WORK REQUIRED:
Could you return the whole listing exactly?

SUPPLIED MATERIAL:
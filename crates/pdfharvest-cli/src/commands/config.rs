//! Config command - manage configuration.

use std::fs;
use std::path::{Path, PathBuf};

use anyhow::Context;
use clap::{Args, Subcommand};
use console::style;
use tracing::debug;

use pdfharvest_core::models::config::HarvestConfig;
use pdfharvest_core::{Analyzer, DocumentType, PatternSet};

/// Arguments for the config command.
#[derive(Args)]
pub struct ConfigArgs {
    #[command(subcommand)]
    command: ConfigCommand,
}

#[derive(Subcommand)]
enum ConfigCommand {
    /// Show current configuration
    Show,

    /// Initialize a new configuration file
    Init(InitArgs),

    /// Get a specific configuration value
    Get {
        /// Configuration key (e.g., "analysis.anomaly_threshold")
        key: String,
    },

    /// Set a configuration value
    Set {
        /// Configuration key
        key: String,
        /// New value
        value: String,
    },

    /// Show configuration file path
    Path,
}

#[derive(Args)]
struct InitArgs {
    /// Output path for configuration file
    #[arg(short, long)]
    output: Option<PathBuf>,

    /// Overwrite existing file
    #[arg(long)]
    force: bool,

    /// Write the built-in pattern sets into the file for editing
    #[arg(long)]
    with_patterns: bool,
}

pub fn run(args: ConfigArgs, config_path: Option<&str>) -> anyhow::Result<()> {
    let path = config_path
        .map(PathBuf::from)
        .unwrap_or_else(default_config_path);

    match args.command {
        ConfigCommand::Show => show_config(&path),
        ConfigCommand::Init(init_args) => init_config(init_args, config_path.map(PathBuf::from)),
        ConfigCommand::Get { key } => get_config(&path, &key),
        ConfigCommand::Set { key, value } => set_config(&path, &key, &value),
        ConfigCommand::Path => show_path(&path),
    }
}

pub fn default_config_path() -> PathBuf {
    dirs::config_dir()
        .unwrap_or_else(|| PathBuf::from("."))
        .join("pdfharvest")
        .join("config.json")
}

/// Load the explicit config file, else the default one if present, else defaults.
pub fn load_config(config_path: Option<&str>) -> anyhow::Result<HarvestConfig> {
    if let Some(path) = config_path {
        return HarvestConfig::from_file(Path::new(path))
            .with_context(|| format!("failed to load config file {}", path));
    }

    let path = default_config_path();
    if path.exists() {
        debug!("Using config file {}", path.display());
        HarvestConfig::from_file(&path)
            .with_context(|| format!("failed to load config file {}", path.display()))
    } else {
        Ok(HarvestConfig::default())
    }
}

fn read_or_default(path: &Path) -> anyhow::Result<HarvestConfig> {
    if path.exists() {
        HarvestConfig::from_file(path)
            .with_context(|| format!("failed to load config file {}", path.display()))
    } else {
        Ok(HarvestConfig::default())
    }
}

fn show_config(path: &Path) -> anyhow::Result<()> {
    if !path.exists() {
        println!(
            "{} No config file found, showing defaults.",
            style("ℹ").blue()
        );
    }
    let config = read_or_default(path)?;

    println!("{}", serde_json::to_string_pretty(&config)?);

    Ok(())
}

fn init_config(args: InitArgs, global_path: Option<PathBuf>) -> anyhow::Result<()> {
    let output_path = args
        .output
        .or(global_path)
        .unwrap_or_else(default_config_path);

    if output_path.exists() && !args.force {
        anyhow::bail!(
            "Config file already exists at {}. Use --force to overwrite.",
            output_path.display()
        );
    }

    if let Some(parent) = output_path.parent() {
        fs::create_dir_all(parent)?;
    }

    let mut config = HarvestConfig::default();
    if args.with_patterns {
        config.extraction.invoice_patterns = Some(DocumentType::Invoice.default_pattern_set());
        config.extraction.report_patterns = Some(DocumentType::Report.default_pattern_set());
    }
    config.save(&output_path)?;

    println!(
        "{} Created configuration file at {}",
        style("✓").green(),
        output_path.display()
    );

    Ok(())
}

fn get_config(path: &Path, key: &str) -> anyhow::Result<()> {
    let config = read_or_default(path)?;
    let json = serde_json::to_value(&config)?;

    let mut current = &json;
    for part in key.split('.') {
        current = current
            .get(part)
            .ok_or_else(|| anyhow::anyhow!("Configuration key not found: {}", key))?;
    }

    println!("{}", serde_json::to_string_pretty(current)?);

    Ok(())
}

fn set_config(path: &Path, key: &str, value: &str) -> anyhow::Result<()> {
    let config = read_or_default(path)?;

    let parsed_value: serde_json::Value = serde_json::from_str(value)
        .unwrap_or_else(|_| serde_json::Value::String(value.to_string()));

    let mut json = serde_json::to_value(&config)?;

    let parts: Vec<&str> = key.split('.').collect();
    let Some((last, parents)) = parts.split_last() else {
        anyhow::bail!("Empty configuration key");
    };

    let mut current = &mut json;
    for part in parents {
        current = current
            .get_mut(*part)
            .ok_or_else(|| anyhow::anyhow!("Configuration path not found: {}", key))?;
    }
    match current.as_object_mut() {
        Some(obj) => {
            obj.insert((*last).to_string(), parsed_value.clone());
        }
        None => anyhow::bail!("Cannot set value at non-object path"),
    }

    let config: HarvestConfig = serde_json::from_value(json)
        .with_context(|| format!("invalid value for {}", key))?;

    // Reject edits that would fail at the next run
    for document_type in [DocumentType::Invoice, DocumentType::Report] {
        let patterns =
            PatternSet::compile(document_type, &config.extraction.pattern_set(document_type))
                .with_context(|| format!("invalid {} pattern set", document_type))?;
        Analyzer::from_config(&patterns, &config.analysis)
            .with_context(|| format!("invalid analysis configuration for {}", document_type))?;
    }

    if let Some(parent) = path.parent() {
        fs::create_dir_all(parent)?;
    }
    config.save(path)?;

    println!(
        "{} Set {} = {}",
        style("✓").green(),
        key,
        serde_json::to_string(&parsed_value)?
    );

    Ok(())
}

fn show_path(path: &Path) -> anyhow::Result<()> {
    println!("Configuration file: {}", path.display());

    if path.exists() {
        println!("Status: {}", style("exists").green());
    } else {
        println!("Status: {}", style("not created").yellow());
        println!();
        println!("Run 'pdfharvest config init' to create a configuration file.");
    }

    Ok(())
}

EXERCISE RESPONSE:
filename crates/pdfharvest-cli/src/commands/config.rs
//! Config command - manage configuration.

use std::fs;
use std::path::{Path, PathBuf};

use anyhow::Context;
use clap::{Args, Subcommand};
use console::style;
use tracing::debug;

use pdfharvest_core::models::config::HarvestConfig;
use pdfharvest_core::{Analyzer, DocumentType, PatternSet};

/// Arguments for the config command.
#[derive(Args)]
pub struct ConfigArgs {
    #[command(subcommand)]
    command: ConfigCommand,
}

#[derive(Subcommand)]
enum ConfigCommand {
    /// Show current configuration
    Show,

    /// Initialize a new configuration file
    Init(InitArgs),

    /// Get a specific configuration value
    Get {
        /// Configuration key (e.g., "analysis.anomaly_threshold")
        key: String,
    },

    /// Set a configuration value
    Set {
        /// Configuration key
        key: String,
        /// New value
        value: String,
    },

    /// Show configuration file path
    Path,
}

#[derive(Args)]
struct InitArgs {
    /// Output path for configuration file
    #[arg(short, long)]
    output: Option<PathBuf>,

    /// Overwrite existing file
    #[arg(long)]
    force: bool,

    /// Write the built-in pattern sets into the file for editing
    #[arg(long)]
    with_patterns: bool,
}

pub fn run(args: ConfigArgs, config_path: Option<&str>) -> anyhow::Result<()> {
    let path = config_path
        .map(PathBuf::from)
        .unwrap_or_else(default_config_path);

    match args.command {
        ConfigCommand::Show => show_config(&path),
        ConfigCommand::Init(init_args) => init_config(init_args, config_path.map(PathBuf::from)),
        ConfigCommand::Get { key } => get_config(&path, &key),
        ConfigCommand::Set { key, value } => set_config(&path, &key, &value),
        ConfigCommand::Path => show_path(&path),
    }
}

pub fn default_config_path() -> PathBuf {
    dirs::config_dir()
        .unwrap_or_else(|| PathBuf::from("."))
        .join("pdfharvest")
        .join("config.json")
}

/// Load the explicit config file, else the default one if present, else defaults.
pub fn load_config(config_path: Option<&str>) -> anyhow::Result<HarvestConfig> {
    if let Some(path) = config_path {
        return HarvestConfig::from_file(Path::new(path))
            .with_context(|| format!("failed to load config file {}", path));
    }

    let path = default_config_path();
    if path.exists() {
        debug!("Using config file {}", path.display());
        HarvestConfig::from_file(&path)
            .with_context(|| format!("failed to load config file {}", path.display()))
    } else {
        Ok(HarvestConfig::default())
    }
}

fn read_or_default(path: &Path) -> anyhow::Result<HarvestConfig> {
    if path.exists() {
        HarvestConfig::from_file(path)
            .with_context(|| format!("failed to load config file {}", path.display()))
    } else {
        Ok(HarvestConfig::default())
    }
}

fn show_config(path: &Path) -> anyhow::Result<()> {
    if !path.exists() {
        println!(
            "{} No config file found, showing defaults.",
            style("ℹ").blue()
        );
    }
    let config = read_or_default(path)?;

    println!("{}", serde_json::to_string_pretty(&config)?);

    Ok(())
}

fn init_config(args: InitArgs, global_path: Option<PathBuf>) -> anyhow::Result<()> {
    let output_path = args
        .output
        .or(global_path)
        .unwrap_or_else(default_config_path);

    if output_path.exists() && !args.force {
        anyhow::bail!(
            "Config file already exists at {}. Use --force to overwrite.",
            output_path.display()
        );
    }

    if let Some(parent) = output_path.parent() {
        fs::create_dir_all(parent)?;
    }

    let mut config = HarvestConfig::default();
    if args.with_patterns {
        config.extraction.invoice_patterns = Some(DocumentType::Invoice.default_pattern_set());
        config.extraction.report_patterns = Some(DocumentType::Report.default_pattern_set());
    }
    config.save(&output_path)?;

    println!(
        "{} Created configuration file at {}",
        style("✓").green(),
        output_path.display()
    );

    Ok(())
}

fn get_config(path: &Path, key: &str) -> anyhow::Result<()> {
    let config = read_or_default(path)?;
    let json = serde_json::to_value(&config)?;

    let mut current = &json;
    for part in key.split('.') {
        current = current
            .get(part)
            .ok_or_else(|| anyhow::anyhow!("Configuration key not found: {}", key))?;
    }

    println!("{}", serde_json::to_string_pretty(current)?);

    Ok(())
}

fn set_config(path: &Path, key: &str, value: &str) -> anyhow::Result<()> {
    let config = read_or_default(path)?;

    let parsed_value: serde_json::Value = serde_json::from_str(value)
        .unwrap_or_else(|_| serde_json::Value::String(value.to_string()));

    let mut json = serde_json::to_value(&config)?;

    let parts: Vec<&str> = key.split('.').collect();
    let Some((last, parents)) = parts.split_last() else {
        anyhow::bail!("Empty configuration key");
    };

    let mut current = &mut json;
    for part in parents {
        current = current
            .get_mut(*part)
            .ok_or_else(|| anyhow::anyhow!("Configuration path not found: {}", key))?;
    }
    match current.as_object_mut() {
        Some(obj) => {
            obj.insert((*last).to_string(), parsed_value.clone());
        }
        None => anyhow::bail!("Cannot set value at non-object path"),
    }

    let config: HarvestConfig = serde_json::from_value(json)
        .with_context(|| format!("invalid value for {}", key))?;

    // Reject edits that would fail at the next run
    for document_type in [DocumentType::Invoice, DocumentType::Report] {
        let patterns =
            PatternSet::compile(document_type, &config.extraction.pattern_set(document_type))
                .with_context(|| format!("invalid {} pattern set", document_type))?;
        Analyzer::from_config(&patterns, &config.analysis)
            .with_context(|| format!("invalid analysis configuration for {}", document_type))?;
    }

    if let Some(parent) = path.parent() {
        fs::create_dir_all(parent)?;
    }
    config.save(path)?;

    println!(
        "{} Set {} = {}",
        style("✓").green(),
        key,
        serde_json::to_string(&parsed_value)?
    );

    Ok(())
}

fn show_path(path: &Path) -> anyhow::Result<()> {
    println!("Configuration file: {}", path.display());

    if path.exists() {
        println!("Status: {}", style("exists").green());
    } else {
        println!("Status: {}", style("not created").yellow());
        println!();
        println!("Run 'pdfharvest config init' to create a configuration file.");
    }

    Ok(())
}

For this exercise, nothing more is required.